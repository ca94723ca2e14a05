//! Shared utilities for integration tests.

use std::io::Write;
use std::net::SocketAddr;
use std::time::Duration;

use tokio::net::TcpListener;

/// Upper bound for a stopped server to report completion.
#[allow(dead_code)]
pub const COMPLETION_TIMEOUT: Duration = Duration::from_secs(5);

/// Bind a listener on an ephemeral loopback port.
#[allow(dead_code)]
pub async fn bind_ephemeral() -> (TcpListener, SocketAddr) {
    let listener = TcpListener::bind("127.0.0.1:0").await.unwrap();
    let addr = listener.local_addr().unwrap();
    (listener, addr)
}

/// HTTP client without connection pooling, so no idle keep-alive connection
/// holds a graceful shutdown open.
pub fn http_client() -> reqwest::Client {
    reqwest::Client::builder()
        .pool_max_idle_per_host(0)
        .no_proxy()
        .timeout(Duration::from_secs(5))
        .build()
        .unwrap()
}

/// Write a TOML config to a temp file that lives as long as the handle.
#[allow(dead_code)]
pub fn write_config(contents: &str) -> tempfile::NamedTempFile {
    let mut file = tempfile::Builder::new().suffix(".toml").tempfile().unwrap();
    file.write_all(contents.as_bytes()).unwrap();
    file
}

/// Write a self-signed `localhost` certificate and its key to PEM temp files.
#[allow(dead_code)]
pub fn self_signed_pair() -> (tempfile::NamedTempFile, tempfile::NamedTempFile) {
    let rcgen::CertifiedKey { cert, key_pair } =
        rcgen::generate_simple_self_signed(vec!["localhost".to_string()]).unwrap();
    (write_pem(&cert.pem()), write_pem(&key_pair.serialize_pem()))
}

fn write_pem(contents: &str) -> tempfile::NamedTempFile {
    let mut file = tempfile::Builder::new().suffix(".pem").tempfile().unwrap();
    file.write_all(contents.as_bytes()).unwrap();
    file
}

/// Unpooled HTTPS client that accepts the self-signed test certificate.
#[allow(dead_code)]
pub fn https_client() -> reqwest::Client {
    reqwest::Client::builder()
        .pool_max_idle_per_host(0)
        .no_proxy()
        .danger_accept_invalid_certs(true)
        .timeout(Duration::from_secs(5))
        .build()
        .unwrap()
}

◆ ACTION ITEM ◆
Provide only the number of lines in the listing above that contain "Duration".

◆ WORKED SOLUTION ◆
4